There is, indeed, every reason to accept the origin of this art given by contemporary writers—that it was learned from the Italian carvers of rock crystal, who in the last years of the sixteenth century were working for the Emperor Rudolph II., that moody recluse and most unsatisfactory ruler, who was, however, an eager and industrious inquirer into all the new arts and sciences of the day. This essentially cinquecento art of carving in rock crystal had been before this time carried to great perfection in the north of Italy. The most famous master was Valerio Belli (1479-1546), called Vicentino, from his birthplace. The finest work of this school is to be found in the caskets built up with plates of rock-crystal delicately carved in shallow intaglio.[208] Other artists carved in the round bowls and vases in the form of shells or other shapes, suggested, in the first place, by the outline of the original mass of crystal. If these men were in any way indebted to Greek artists from Constantinople or elsewhere, it can only have been for the knowledge of the mechanical processes, for there is no trace of Byzantine influence in their art. To judge by surviving examples, it was in the main the work carved in the round that found favour at the court of Rudolph II. We hear especially of two craftsmen from Milan, Girolamo and Caspare Miseroni, who worked for that prince.

As what we know of the early history of cutting and engraving on glass in Germany is chiefly derived from Sandrart’s famous work on the lives of German artists, I will here translate, with considerable abbreviations in places, what he says on this subject (Teutsche Academie, NÜrnberg, 1675, Part II. book iii. chap. xxiv.).—It was during the reign of the most worthy Emperor Rudolph II. that the art of cutting glass was rediscovered and made public by Caspar Lehmann, Cammer-Edelstein und Glas-Schneider to his majesty. The emperor rewarded him richly for his discovery, and in the year 1609, at Prague, granted him certain privileges in a diploma which has been preserved:—‘Let all men know that our privy-precious-stone and glass-cutter Caspar Lehmann has informed us, that now some years since, with great strivings, with busy reflection, and not trifling cost, he discovered the art and practice of glass-cutting. And let it be known that the same C. L. shall have full liberty to carry on his art and work free and without let; and that no one, whoever he be, shall, without his consent, practise or deal in such art or work. And we request all the Electors, Princes, etc. etc., of the Empire to punish any infraction of this privilege with a fine of twenty marks of gold of true alloy.’
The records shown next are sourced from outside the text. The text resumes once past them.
//! Client error types.
//!
//! This module provides [`ClientError`], the error type of every client call,
//! plus [`AuthError`] for [`Auth`](crate::Auth) implementations and
//! [`ClientBuildError`] for [`ClientBuilder`](crate::ClientBuilder).

use std::fmt;

use http::StatusCode;
use restwire_core::{DecodeError, EncodeError};

/// Error returned by an [`Auth`](crate::Auth) implementation.
#[derive(Clone, Debug, PartialEq, Eq, thiserror::Error)]
#[error("{0}")]
pub struct AuthError(String);

impl AuthError {
    pub fn new<S: Into<String>>(message: S) -> Self {
        AuthError(message.into())
    }

    pub fn message(&self) -> &str {
        &self.0
    }
}

/// The [`Auth`](crate::Auth) operation that failed.
#[derive(Clone, Copy, Debug, PartialEq, Eq)]
pub enum AuthStage {
    Authorize,
    Validate,
    Invalidate,
}

impl fmt::Display for AuthStage {
    fn fmt(&self, f: &mut fmt::Formatter<'_>) -> fmt::Result {
        f.write_str(match self {
            AuthStage::Authorize => "authorize",
            AuthStage::Validate => "validate auth",
            AuthStage::Invalidate => "invalidate auth",
        })
    }
}

/// Errors from building, sending or decoding a request.
#[derive(Clone, Debug, thiserror::Error)]
pub enum ClientError {
    /// Transport-level error (connection failed, timeout, etc.).
    #[error("transport error: {0}")]
    Transport(String),

    /// The request URL or a header could not be built.
    #[error("invalid request: {0}")]
    InvalidRequest(String),

    /// A streamed request body could not be read.
    #[error("failed to read request body: {0}")]
    Body(String),

    /// Request body encoding error.
    #[error("encode error: {0}")]
    Encode(#[from] EncodeError),

    /// Response body decoding error.
    #[error("decode error: {0}")]
    Decode(#[from] DecodeError),

    /// A non-JSON response that failed to decode; carries the raw body text.
    #[error("{0}")]
    UnexpectedBody(String),

    /// The configured [`Auth`](crate::Auth) capability failed.
    #[error("failed to {stage}: {source}")]
    Auth {
        stage: AuthStage,
        #[source]
        source: AuthError,
    },

    /// The response status differs from the expected one.
    #[error("{actual}")]
    Status {
        expected: StatusCode,
        actual: StatusCode,
    },
}

impl ClientError {
    pub(crate) fn auth(stage: AuthStage, source: AuthError) -> Self {
        ClientError::Auth { stage, source }
    }

    /// The response status, for [`ClientError::Status`].
    pub fn status(&self) -> Option<StatusCode> {
        match self {
            ClientError::Status { actual, .. } => Some(*actual),
            _ => None,
        }
    }
}

/// Error type for client building failures.
#[derive(Debug, thiserror::Error)]
pub enum ClientBuildError {
    /// The base URL does not parse.
    #[error("invalid base URL {url:?}: {source}")]
    InvalidUrl {
        url: String,
        #[source]
        source: url::ParseError,
    },
}
//! JSON and protobuf codecs.
//!
//! Binary-capable types opt in through [`WireMessage`]. Everything else is
//! JSON-only. The object-safe [`EncodeJson`] and [`EncodeMessage`] traits let
//! the server and client carry a borrowed value of either kind in a single
//! sum type without generics.

use prost::Message;
use serde::Serialize;
use serde::de::DeserializeOwned;
use serde_json::ser::PrettyFormatter;

use crate::error::{DecodeError, EncodeError, RequiredFieldError};
use crate::negotiation::Representation;

/// A message that can travel as either JSON or serialized protobuf.
///
/// Implement it with an empty body for plain proto3 messages. Messages with
/// proto2 `required` fields override [`check_required`](Self::check_required)
/// so that a JSON document omitting such a field is rejected the same way a
/// truncated binary body would be.
///
/// ```ignore
/// impl WireMessage for User {
///     fn check_required(&self) -> Result<(), RequiredFieldError> {
///         if self.email.is_none() {
///             return Err(RequiredFieldError::new("User", "email"));
///         }
///         Ok(())
///     }
/// }
/// ```
pub trait WireMessage: Message + Serialize + DeserializeOwned + Default {
    /// Verify that every required field is set.
    fn check_required(&self) -> Result<(), RequiredFieldError> {
        Ok(())
    }
}

/// Pretty-printing configuration for JSON output.
///
/// Both fields empty means compact output. Otherwise every element starts on
/// a new line that begins with `prefix` followed by one `indent` per level.
#[derive(Debug, Clone, Default, PartialEq, Eq)]
pub struct JsonStyle {
    prefix: String,
    indent: String,
}

impl JsonStyle {
    pub fn compact() -> Self {
        Self::default()
    }

    pub fn indented<P: Into<String>, I: Into<String>>(prefix: P, indent: I) -> Self {
        Self {
            prefix: prefix.into(),
            indent: indent.into(),
        }
    }

    pub fn is_compact(&self) -> bool {
        self.prefix.is_empty() && self.indent.is_empty()
    }

    pub fn prefix(&self) -> &str {
        &self.prefix
    }

    pub fn indent(&self) -> &str {
        &self.indent
    }
}

/// Serialize `value` as JSON using `style`.
pub fn encode_json<T>(value: &T, style: &JsonStyle) -> Result<Vec<u8>, EncodeError>
where
    T: Serialize + ?Sized,
{
    if style.is_compact() {
        return Ok(serde_json::to_vec(value)?);
    }

    let mut out = Vec::new();
    let formatter = PrettyFormatter::with_indent(style.indent.as_bytes());
    let mut serializer = serde_json::Serializer::with_formatter(&mut out, formatter);
    value.serialize(&mut serializer)?;

    if style.prefix.is_empty() {
        return Ok(out);
    }

    // Raw newlines only separate elements; newlines inside strings are escaped.
    let mut prefixed = Vec::with_capacity(out.len() + style.prefix.len() * 8);
    for byte in out {
        prefixed.push(byte);
        if byte == b'\n' {
            prefixed.extend_from_slice(style.prefix.as_bytes());
        }
    }
    Ok(prefixed)
}

/// Deserialize a JSON-only value.
pub fn decode_json<T: DeserializeOwned>(bytes: &[u8]) -> Result<T, DecodeError> {
    Ok(serde_json::from_slice(bytes)?)
}

/// Serialize a message in the given representation.
///
/// The binary path refuses incomplete messages.
pub fn encode_message<M: WireMessage>(
    msg: &M,
    repr: Representation,
    style: &JsonStyle,
) -> Result<Vec<u8>, EncodeError> {
    match repr {
        Representation::Binary => {
            msg.check_required()?;
            Ok(msg.encode_to_vec())
        }
        Representation::Json => encode_json(msg, style),
    }
}

/// Deserialize a message from the given representation.
///
/// Both paths finish with a required-field pass; JSON deserialization alone
/// does not know which fields the schema requires.
pub fn decode_message<M: WireMessage>(
    bytes: &[u8],
    repr: Representation,
) -> Result<M, DecodeError> {
    let msg = match repr {
        Representation::Binary => M::decode(bytes)?,
        Representation::Json => serde_json::from_slice::<M>(bytes)?,
    };
    msg.check_required()?;
    Ok(msg)
}

/// Object-safe JSON encoding, implemented for every `Serialize` type.
pub trait EncodeJson: Sync {
    fn to_json(&self, style: &JsonStyle) -> Result<Vec<u8>, EncodeError>;
}

impl<T> EncodeJson for T
where
    T: Serialize + Sync + ?Sized,
{
    fn to_json(&self, style: &JsonStyle) -> Result<Vec<u8>, EncodeError> {
        encode_json(self, style)
    }
}

/// Object-safe encoding of a binary-capable message, implemented for every
/// [`WireMessage`].
pub trait EncodeMessage: EncodeJson {
    fn to_binary(&self) -> Result<Vec<u8>, EncodeError>;

    fn to_representation(
        &self,
        repr: Representation,
        style: &JsonStyle,
    ) -> Result<Vec<u8>, EncodeError> {
        match repr {
            Representation::Binary => self.to_binary(),
            Representation::Json => self.to_json(style),
        }
    }
}

impl<M: WireMessage> EncodeMessage for M {
    fn to_binary(&self) -> Result<Vec<u8>, EncodeError> {
        encode_message(self, Representation::Binary, &JsonStyle::compact())
    }
}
Lehmann, indeed, continues Sandrart, well deserved these privileges. Both he and his comrade Zacharias Belzer (they were both friends of Hans von Achen and Paul von Vianen, and for the most part they were lodged at court in one apartment) executed such excellent and artistic works in crystal and glass (some of which are still preserved in the Imperial Schatzkammer and also in the palace of the Elector at Munich) that they command the admiration of all connoisseurs.[209]
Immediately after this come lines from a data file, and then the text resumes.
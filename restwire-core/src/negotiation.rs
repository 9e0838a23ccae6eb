//! Content negotiation between JSON and the binary protobuf representation.
//!
//! Media types are matched by case-sensitive prefix, so parameterized values
//! such as `application/json; charset=utf-8` or `application/protobuf; foo=bar`
//! are recognized without a full media-type parser.

use http::HeaderMap;
use http::header::CONTENT_LENGTH;

pub use http::header::{ACCEPT, CONTENT_TYPE};

/// JSON media type.
pub const JSON_CONTENT_TYPE: &str = "application/json";

/// Binary media types, in preference order. The first entry is used when a
/// request declared a binary body but did not name one in `Accept`.
pub const PROTOBUF_CONTENT_TYPES: [&str; 2] = ["application/protobuf", "application/x-protobuf"];

/// Media type of plain-text replies.
pub const TEXT_CONTENT_TYPE: &str = "text/plain; charset=utf-8";

/// Value of `X-Content-Type-Options` on plain-text replies.
pub const NOSNIFF: &str = "nosniff";

/// The two wire representations of a message.
#[derive(Debug, Clone, Copy, PartialEq, Eq, Default)]
pub enum Representation {
    /// `application/json`
    #[default]
    Json,
    /// Serialized protobuf (`application/protobuf`, `application/x-protobuf`)
    Binary,
}

impl Representation {
    /// Pick the representation from a static "use protobuf" flag.
    pub fn from_flag(binary: bool) -> Self {
        if binary { Self::Binary } else { Self::Json }
    }

    /// Default media type for this representation.
    pub fn content_type(&self) -> &'static str {
        match self {
            Self::Json => JSON_CONTENT_TYPE,
            Self::Binary => PROTOBUF_CONTENT_TYPES[0],
        }
    }

    pub fn is_binary(&self) -> bool {
        matches!(self, Self::Binary)
    }

    pub fn as_str(&self) -> &'static str {
        match self {
            Self::Json => "json",
            Self::Binary => "protobuf",
        }
    }
}

/// Whether `mime` names one of the binary media types.
pub fn is_binary(mime: &str) -> bool {
    PROTOBUF_CONTENT_TYPES.iter().any(|t| mime.starts_with(t))
}

/// Whether `mime` names the JSON media type.
pub fn is_json(mime: &str) -> bool {
    mime.starts_with(JSON_CONTENT_TYPE)
}

/// Find the first media range, in header order, that starts with a binary
/// media type. Returns the recognized constant, not the raw range, so that
/// parameters on the range never leak into a response `Content-Type`.
pub fn accepted_binary<'a, I>(accept: I) -> Option<&'static str>
where
    I: IntoIterator<Item = &'a str>,
{
    accept
        .into_iter()
        .flat_map(|value| value.split(','))
        .map(str::trim)
        .find_map(|range| {
            PROTOBUF_CONTENT_TYPES
                .iter()
                .copied()
                .find(|t| range.starts_with(t))
        })
}

/// Negotiation inputs read from an inbound request.
///
/// Never mutates the request; holds copies of the header values it needs.
#[derive(Debug, Clone, Default, PartialEq, Eq)]
pub struct Negotiation {
    content_type: Option<String>,
    accept: Vec<String>,
    has_body: bool,
}

impl Negotiation {
    pub fn new(content_type: Option<String>, accept: Vec<String>, has_body: bool) -> Self {
        Self {
            content_type,
            accept,
            has_body,
        }
    }

    /// Read `Content-Type`, every `Accept` value and `Content-Length`.
    ///
    /// A missing, unparsable or zero `Content-Length` counts as "no body".
    pub fn from_headers(headers: &HeaderMap) -> Self {
        let content_type = headers
            .get(CONTENT_TYPE)
            .and_then(|v| v.to_str().ok())
            .map(str::to_owned);
        let accept = headers
            .get_all(ACCEPT)
            .iter()
            .filter_map(|v| v.to_str().ok())
            .map(str::to_owned)
            .collect();
        let has_body = headers
            .get(CONTENT_LENGTH)
            .and_then(|v| v.to_str().ok())
            .and_then(|v| v.trim().parse::<u64>().ok())
            .is_some_and(|len| len > 0);
        Self::new(content_type, accept, has_body)
    }

    pub fn content_type(&self) -> Option<&str> {
        self.content_type.as_deref()
    }

    pub fn has_body(&self) -> bool {
        self.has_body
    }

    fn declares_binary(&self) -> bool {
        self.content_type.as_deref().is_some_and(is_binary)
    }

    fn accept_match(&self) -> Option<&'static str> {
        accepted_binary(self.accept.iter().map(String::as_str))
    }

    /// Representation used to decode a binary-capable request body.
    ///
    /// Bodiless requests reuse the `Accept` hint as a decode hint.
    pub fn decode_representation(&self) -> Representation {
        if self.declares_binary() || (!self.has_body && self.accept_match().is_some()) {
            Representation::Binary
        } else {
            Representation::Json
        }
    }

    /// Representation and media type used to encode a binary-capable reply.
    pub fn encode_representation(&self) -> (Representation, &'static str) {
        match self.accept_match() {
            Some(accepted) => (Representation::Binary, accepted),
            None if self.declares_binary() => (Representation::Binary, PROTOBUF_CONTENT_TYPES[0]),
            None => (Representation::Json, JSON_CONTENT_TYPE),
        }
    }
}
George Schwanhart the elder, says Sandrart, was the son of Johann, a skilful cabinet-maker and armourer, who made, among other things, exceptionally beautiful inlaid work of mother-of-pearl. George, who in his youth had learned cabinet-making and other arts from his father, acquired from the above-mentioned Lehmann a thorough acquaintance with the new art of glass-cutting. So much was he loved by Lehmann on account of his ingenious parts that the latter, before his death, bequeathed to him his privileges and rights as well as other property.[210] Schwanhart, after this time, further cultivated the art and much advanced it by various inventions, especially by the new ‘smooth or polished cutting’ (hellen oder blancken schneiden). His industry and skill obtained for him the praise and love of emperor, kings, and princes, as well as of all those who cultivated the arts and sciences. The late Emperor (Ferdinand III., 1637-1658) continued these privileges to his sons, Henry and George the younger, and gave to both of them appointments at court.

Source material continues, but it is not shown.